Brian Johnson - Analyst
Okay. And final question, a bit more strategic. Press reports confirmed by the parties that TRW and ZF are talking. It would appear to be outside of electric steering where there is overlap, largely a diversifying acquisition for ZF. In fact, some press reports said their key goal was to bulk up, become bigger, and therefore better able to resist price-downs from other -- from OEM customers. Just wondering how you -- does that change any way your M&A logic? What's your position on diversifying acquisitions versus deepening or further focusing the Delphi portfolio?
Rodney O'Neal - CEO and President
I think we've been pretty clear since we went public with our story about how we would approach acquisitions. And I think our strategy of bolt-ons is the right one, and not trying to get bigger for the sake of bigness. I think when you look at our price-downs at 1.4% this quarter, we've been in the 1.5% range. Almost since we began communicating that 1.5% to 2%, it's some of the lowest in the industry.
And the way we plan on protecting our position is not through size but through products that have deep and wide moats from a pricing perspective. And so I don't view our acquisitions as a defensive strategy, but ought to be an offensive strategy in terms of augmenting our product portfolio. So, I guess net-net, our bolt-on description of how we review acquisitions in the space. So, Kevin outlined powertrain, safety, electronics, software, those kinds of areas. It's still the main driver.
Kevin Clark - EVP and CFO
Yes, Brian. I think to the extent there is diversification, it would be in those product areas -- you know, Powertrain, Electrical Architecture and E&S -- in those product areas where we have strong technical capabilities. And it's expanding our product portfolio, or it's taking our existing product portfolio and moving it into markets that are relatively close to the automotive and commercial vehicle market.
Brian Johnson - Analyst
Okay, thanks.
Operator
John Murphy, Bank of America Merrill Lynch.
John Murphy - Analyst
Just a follow-up on M&A. Kevin, you alluded to being involved in a bunch of potential transactions this year. I'm just curious, if we think about the size of those transactions, I mean, are you looking at sort of MVL type of acquisitions as bolt-ons or as $1 billion revenue companies? Or are they much smaller than that?
Kevin Clark - EVP and CFO
Yes, it's a good question, John. It really ranges. I mean, from as small as a couple-hundred-million to as large as $1 billion or a little bit more.
John Murphy - Analyst
But that $1 billion range is where you kind of would limit bolt-ons. I mean, as you get above that, it becomes a little bit more transformational -- I mean, not completely transformational, but that would be --?
Kevin Clark - EVP and CFO
Well, yes, I think it depends, quite frankly, on what's the businesses, what their product lines are, and the level of integration is. I would say to the extent we get -- approach a transaction that's above $1 billion or a bit over $1 billion, obviously, it's something we take a step back at and further scrutinize.
John Murphy - Analyst
And you would be willing to take on a decent amount of leverage to do a larger deal if it made sense?
Kevin Clark - EVP and CFO
Well, I think we would be willing to increase our leverage as long as there was a path back down to deleverage, so that we could maintain our investment grade rating.
John Murphy - Analyst
Okay. Then just a second question. If we think about South America, and you guys have alluded to restructuring down there, obviously, it's a small part of your overall business. I mean, how much restructuring are you going to be doing? What does it really entail? Does it really just entail downsizing? And really, ultimately, what is sort of the necessity for you to be in South America?
Kevin Clark - EVP and CFO
Well, I'll comment on the -- why don't I comment on the size of the restructuring, Rod --
Rodney O'Neal - CEO and President
Yes.
Kevin Clark - EVP and CFO
-- and you can comment on the strategy? You know, with respect to incremental restructuring initiatives in this quarter, the charge would be roughly $34 million. The bulk of that will relate to initiatives in South America, principally Brazil. It's primarily headcount reduction. Our plan is to take a fairly significant reduction in overall headcount in that region, in light of the weak volume environment to date and what we are forecasting to be a weak market on a go-forward basis.
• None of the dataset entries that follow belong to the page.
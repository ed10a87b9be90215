//! Article lookup and listing.

pub mod file;
pub mod memory;
pub mod sqlite;

pub use file::load_articles_file;
pub use memory::MemoryArticleStore;
pub use sqlite::SqliteArticleStore;

use crate::types::{Article, ArticleListing};
use chatbox_core::AppResult;

/// Source of articles for sessions and listings.
#[async_trait::async_trait]
pub trait ArticleStore: Send + Sync {
    /// Resolve an article by id, `None` if it does not exist.
    async fn lookup(&self, id: &str) -> AppResult<Option<Article>>;

    /// All articles in a stable display order.
    async fn list(&self) -> AppResult<Vec<ArticleListing>>;
}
Rodney O'Neal - CEO and President
And the reason we're there, obviously, is because of many of our global customers, particularly with some of their global platforms, we have to service in that region. So that's why we're there. And it has been, it will continue to be an important market. But as we all have seen over the years, it does tend to come and go; it's a very big piece. And so, we've just -- we can't exit, but we can minimize our presence. And that's where we are, particularly until these governments kind of do some things to make their fiscal policies up at more -- more conducive for capital influx. So that's why we're there.
John Murphy - Analyst
Okay. And then just lastly, if you look at the margins in the quarter, I mean, they were the best that we've seen in any quarter within the last four or five years. And there's always this question of, do you reach for some asymptotic limit on the high-end on margins, and you just keep going higher and higher? Do you think, at this point, you are sort of inflaming any attention from your customers? Or is there the potential for continued margin expansion, particularly as the mix of your business improves to higher-margin product?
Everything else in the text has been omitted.